Death from curare poisoning is caused by respiratory failure. It was reported by Bernard that it happens without convulsions or pain, and that animals did not show signs of nervousness or discomfort. Instead, the main indicator that death induced by curare had occurred, was through muscle paralysis. While pain is not experienced, there is a horror to curare poisoning. Curare does not cross the blood-brain barrier; therefore, the victim is awake and can be aware of what is happening until they lose consciousness. Moreover, the victim can feel the growing paralysis but cannot call out or signal for help. The muscular paralysis caused by curare occurs in a precise order. The first signs of curare poisoning are the eyelids drooping, the victim having a loss of speech, drowsiness and the neck muscles being paralysed. The extremities of the body such as arms and legs are then affected and subsequently the muscles of the diagram. Lastly, death ensues from respiratory failure. However, it is worth noting the heart continues to beat even when respiration ceases, meaning that heart function is not brought to a stop by curare. Therefore, if artificial respiration is performed for a long enough period, revival should occur without negative side effects.

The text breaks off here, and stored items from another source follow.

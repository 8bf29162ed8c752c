use super::rows::{media_json, PendingActionRow};
use crate::application::ports::PendingActionStore;
use crate::domain::entities::{ActionKind, ActionStatus, PendingAction};
use crate::domain::value_objects::{ActionId, BaseId, ChallengeId, GameId, MediaRef};
use crate::shared::error::AppError;
use async_trait::async_trait;
use sqlx::sqlite::{SqliteConnectOptions, SqliteJournalMode, SqlitePoolOptions};
use sqlx::{Row, SqlitePool};
use std::path::Path;

/// SQLite-backed pending-action store. Every mutation commits before the
/// call returns; the connection pool serializes the occasional enqueue from
/// user-action context against the sync engine's drain without corrupting
/// the collection.
pub struct SqlitePendingActionStore {
    pool: SqlitePool,
}

impl SqlitePendingActionStore {
    pub async fn open(path: &Path, max_connections: u32) -> Result<Self, AppError> {
        if let Some(parent) = path.parent() {
            std::fs::create_dir_all(parent)?;
        }
        let options = SqliteConnectOptions::new()
            .filename(path)
            .create_if_missing(true)
            .journal_mode(SqliteJournalMode::Wal);
        let pool = SqlitePoolOptions::new()
            .max_connections(max_connections)
            .connect_with(options)
            .await?;
        sqlx::migrate!("./migrations").run(&pool).await?;
        Ok(Self { pool })
    }

    pub async fn in_memory() -> Result<Self, AppError> {
        let pool = SqlitePoolOptions::new()
            .max_connections(1)
            .connect("sqlite::memory:")
            .await?;
        sqlx::migrate!("./migrations").run(&pool).await?;
        Ok(Self { pool })
    }

    /// Opens the on-disk queue, degrading to an empty in-memory queue when
    /// the file cannot be opened or migrated. Losing queued actions is
    /// preferred over a permanently broken queue, so the failure is logged
    /// as recoverable instead of propagated.
    pub async fn open_or_recover(path: &Path, max_connections: u32) -> Result<Self, AppError> {
        match Self::open(path, max_connections).await {
            Ok(store) => Ok(store),
            Err(e) => {
                tracing::error!(
                    path = %path.display(),
                    error = %e,
                    "failed to open pending-action store, starting with an empty in-memory queue"
                );
                Self::in_memory().await
            }
        }
    }

    async fn fetch_actions(&self, query: &str, game_id: Option<&GameId>) -> Result<Vec<PendingAction>, AppError> {
        let mut q = sqlx::query_as::<_, PendingActionRow>(query);
        if let Some(game_id) = game_id {
            q = q.bind(game_id.to_string());
        }
        let rows = q.fetch_all(&self.pool).await?;
        rows.into_iter().map(PendingAction::try_from).collect()
    }
}

#[async_trait]
impl PendingActionStore for SqlitePendingActionStore {
    async fn enqueue(&self, action: PendingAction) -> Result<bool, AppError> {
        let mut tx = self.pool.begin().await?;

        if action.kind == ActionKind::CheckIn {
            let existing = sqlx::query(
                "SELECT 1 FROM pending_actions WHERE kind = 'check_in' AND game_id = ?1 AND base_id = ?2 LIMIT 1",
            )
            .bind(action.game_id.to_string())
            .bind(action.base_id.to_string())
            .fetch_optional(&mut *tx)
            .await?;
            if existing.is_some() {
                return Ok(false);
            }
        }

        sqlx::query(
            r#"
            INSERT INTO pending_actions (
                id, kind, game_id, base_id, challenge_id, answer,
                media, status, retry_count, created_at, last_error
            ) VALUES (?1, ?2, ?3, ?4, ?5, ?6, ?7, ?8, ?9, ?10, ?11)
            "#,
        )
        .bind(action.id.to_string())
        .bind(action.kind.as_str())
        .bind(action.game_id.to_string())
        .bind(action.base_id.to_string())
        .bind(action.challenge_id.map(|c| c.to_string()))
        .bind(&action.answer)
        .bind(media_json(&action)?)
        .bind(action.status.as_str())
        .bind(i64::from(action.retry_count))
        .bind(action.created_at.timestamp_millis())
        .bind(&action.last_error)
        .execute(&mut *tx)
        .await?;

        tx.commit().await?;
        Ok(true)
    }

    async fn all(&self) -> Result<Vec<PendingAction>, AppError> {
        self.fetch_actions("SELECT * FROM pending_actions", None).await
    }

    async fn for_game(&self, game_id: &GameId) -> Result<Vec<PendingAction>, AppError> {
        self.fetch_actions("SELECT * FROM pending_actions WHERE game_id = ?1", Some(game_id))
            .await
    }

    async fn get(&self, id: &ActionId) -> Result<Option<PendingAction>, AppError> {
        let row = sqlx::query_as::<_, PendingActionRow>(
            "SELECT * FROM pending_actions WHERE id = ?1",
        )
        .bind(id.to_string())
        .fetch_optional(&self.pool)
        .await?;
        row.map(PendingAction::try_from).transpose()
    }

    async fn remove(&self, id: &ActionId) -> Result<(), AppError> {
        sqlx::query("DELETE FROM pending_actions WHERE id = ?1")
            .bind(id.to_string())
            .execute(&self.pool)
            .await?;
        Ok(())
    }

    async fn increment_retry(&self, id: &ActionId) -> Result<Option<u32>, AppError> {
        let row = sqlx::query(
            "UPDATE pending_actions SET retry_count = retry_count + 1 WHERE id = ?1 RETURNING retry_count",
        )
        .bind(id.to_string())
        .fetch_optional(&self.pool)
        .await?;
        match row {
            Some(row) => {
                let count: i64 = row.try_get("retry_count")?;
                Ok(Some(u32::try_from(count.max(0)).unwrap_or(u32::MAX)))
            }
            None => Ok(None),
        }
    }

    async fn mark_needs_reselect(&self, id: &ActionId, message: &str) -> Result<(), AppError> {
        sqlx::query(
            "UPDATE pending_actions SET status = ?1, last_error = ?2 WHERE id = ?3",
        )
        .bind(ActionStatus::NeedsReselect.as_str())
        .bind(message)
        .bind(id.to_string())
        .execute(&self.pool)
        .await?;
        Ok(())
    }

    async fn requeue_with_media(&self, id: &ActionId, media: MediaRef) -> Result<(), AppError> {
        let media = serde_json::to_string(&media)?;
        sqlx::query(
            r#"
            UPDATE pending_actions
            SET media = ?1, status = ?2, retry_count = 0, last_error = NULL
            WHERE id = ?3
            "#,
        )
        .bind(media)
        .bind(ActionStatus::Queued.as_str())
        .bind(id.to_string())
        .execute(&self.pool)
        .await?;
        Ok(())
    }

    async fn has_pending_submission(
        &self,
        base_id: &BaseId,
        challenge_id: &ChallengeId,
    ) -> Result<bool, AppError> {
        let row = sqlx::query(
            r#"
            SELECT 1 FROM pending_actions
            WHERE base_id = ?1 AND challenge_id = ?2
              AND kind IN ('text_submission', 'media_submission')
            LIMIT 1
            "#,
        )
        .bind(base_id.to_string())
        .bind(challenge_id.to_string())
        .fetch_optional(&self.pool)
        .await?;
        Ok(row.is_some())
    }

    async fn pending_count(&self) -> Result<u32, AppError> {
        let row = sqlx::query("SELECT COUNT(*) AS count FROM pending_actions")
            .fetch_one(&self.pool)
            .await?;
        let count: i64 = row.try_get("count")?;
        Ok(u32::try_from(count.max(0)).unwrap_or(u32::MAX))
    }

    async fn clear(&self) -> Result<(), AppError> {
        sqlx::query("DELETE FROM pending_actions")
            .execute(&self.pool)
            .await?;
        Ok(())
    }

    async fn clear_for_game(&self, game_id: &GameId) -> Result<(), AppError> {
        sqlx::query("DELETE FROM pending_actions WHERE game_id = ?1")
            .bind(game_id.to_string())
            .execute(&self.pool)
            .await?;
        Ok(())
    }
}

What about it makes it a paralytic?

Experiments performed on frogs by Claude Bernard in 1857 showed the paralysing activity of curare resulted from an interference in the conduction of nerve impulses from the motor nerve to the muscle. In animals treated with curare, the nerve and muscle can still respond to stimuli, however there is a break in the conduction of nerve impulses which occurs at the junction between the two.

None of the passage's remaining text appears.